The trouble here is that to deal with grief means developing trust in someone who can work with you. But trust went out the window with the arrival of herpes and its too scared to come back! It makes us a bit lonely, as we shove people away if they get a bit too close.
Then our fears, fired by the deep memory of all we were ever taught and the opinions handed to us about morality and our right to a good life, get hold of us and inflame both anger and grief, and it’s a right little pickle we land in!
The fact that there are so many functional people on this site tells us that the pickle jar is not the end, but we do need to look fear straight in the eye. Like with a new person we are attracted to, we need to face our fears of rejection and not let our feelings of self-worth go down the drain.

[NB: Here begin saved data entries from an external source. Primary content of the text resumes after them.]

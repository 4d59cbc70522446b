use axum_extra::extract::CookieJar;
use axum_extra::extract::cookie::{Cookie, SameSite};
use time::{Duration, OffsetDateTime};

pub(super) const SESSION_COOKIE_NAME: &str = "__Secure-token";
pub(super) const DEFAULT_COOKIE_DOMAIN: &str = ".spacewalk.my.id";
pub(super) const DEFAULT_SESSION_TTL_DAYS: i64 = 7;

/// Attributes of the session cookie.
///
/// Both the cookie that starts a session and the one that clears it are built
/// from the same policy, so HttpOnly, Secure, SameSite, Domain and Path never
/// diverge between the two.
#[derive(Debug, Clone)]
pub(crate) struct CookiePolicy {
    name: String,
    domain: String,
    path: String,
    ttl: Duration,
}

impl Default for CookiePolicy {
    fn default() -> Self {
        Self {
            name: SESSION_COOKIE_NAME.into(),
            domain: DEFAULT_COOKIE_DOMAIN.into(),
            path: "/".into(),
            ttl: Duration::days(DEFAULT_SESSION_TTL_DAYS),
        }
    }
}

impl CookiePolicy {
    pub(crate) fn name(&self) -> &str {
        &self.name
    }

    /// Lifetime of both the credential and the cookie carrying it.
    pub(crate) fn ttl(&self) -> Duration {
        self.ttl
    }

    pub(crate) fn set_name(&mut self, name: String) {
        self.name = name;
    }

    pub(crate) fn set_domain(&mut self, domain: String) {
        self.domain = domain;
    }

    pub(crate) fn set_ttl(&mut self, ttl: Duration) {
        self.ttl = ttl;
    }

    fn base(&self, value: String) -> Cookie<'static> {
        Cookie::build((self.name.clone(), value))
            .http_only(true)
            .secure(true)
            .same_site(SameSite::Lax)
            .domain(self.domain.clone())
            .path(self.path.clone())
            .build()
    }

    /// Session cookie carrying `token`.
    pub(crate) fn issue(&self, token: String) -> Cookie<'static> {
        let mut cookie = self.base(token);
        cookie.set_max_age(self.ttl);
        cookie
    }

    /// Cookie that makes the browser drop the session cookie.
    pub(crate) fn clear(&self) -> Cookie<'static> {
        let mut cookie = self.base(String::new());
        cookie.set_max_age(Duration::ZERO);
        cookie.set_expires(OffsetDateTime::UNIX_EPOCH);
        cookie
    }

    /// Session token from the request.
    pub(crate) fn token<'a>(&self, jar: &'a CookieJar) -> Option<&'a str> {
        session_token(jar, &self.name)
    }
}

/// Value of cookie `name`, treating an empty value as absent.
pub(super) fn session_token<'a>(jar: &'a CookieJar, name: &str) -> Option<&'a str> {
    jar.get(name)
        .map(|cookie| cookie.value())
        .filter(|value| !value.is_empty())
}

We need to look after ourselves and en-’courage’ ourselves and each other. Courage comes from being able to reason our way along, rather than have our feelings bouncing us off the walls in a purely reactive manner.
Courage comes gradually and steadily and kind words are really good medicine. Jeannie has done a fabulous job of making information resources available so we can understand the practicalities. This site is healthy with useful tips, stories, anecdotes, advice and support.
Nobody said this was easy, but it is ‘do-able’. Self pity just comes from a sense of powerlessness. All of us have the power, the power of accurate thinking and the ability to recognise good and act on it. Work with that, no matter how small your grasp of it, it does work. The more it is used, the stronger you get.
So where or how do we start to find courage?
We have to confront ourselves and make a conscious choice.
Our ‘sense’ of good or our ‘sense’ of bad feeling is the choice.
Which do you want to live with?
The choice determines your attitude to your own life and to others.
By indulging the good feelings that come from a conscious recognition and celebration of good, such as honesty, of beauty, of kindness, of responsibility, of ambitions for a good life, we can displace the mental “sense” or feelings that are not good, such as the fears, anger and self-disrespect. This doesn’t mean ignore them, it means use good thinking to resolve them so you can see the good and discard the crap.
Life is like an apothecary’s balance. Every grain of good we add to our feeling, tilts life in our favour. If the bad things allowed in our feelings have caused the balance to tilt down hard the other way, then we need to stop adding grains of crap, but at the same time choose to add grains of good feeling and eventually tilt the balance the way we want. This means feeling it, not just thinking it.
What confuses most of us is that we see the cause-and-effect reversed and blame the effect for the cause. You are the cause for how you feel and you have the power and the ability to make the choice. You can ACT for yourself or remain powerless and in re-action to others and events. It may take a moment to see this, but we all have the ability to choose how to respond to a situation and this is our respond-ability, or responsibility to ourselves. We can respond with fear, anger and self-loathing, or we can respond with positive actions, honesty and kindness. We are in control, we are steering our own ship of state, I will not be a passenger on a ship of fools.
Self-determine your mental attitude to life.
Forgiveness of self gives us space to do this.
Love the good you do and that done by others.
Life is good. We owe it to ourselves to look for the good and value that, whilst cleaning out the crap we have been taught to believe. I have an announcement!
It’s mostly not true.
Take courage, gaarn, take another schooner full, and move on to forgiveness of self and active celebration of what IS good and true. The lights are still on, the music is still playing. Dance!
One things for sure, life will never be the same again. Thank heavens!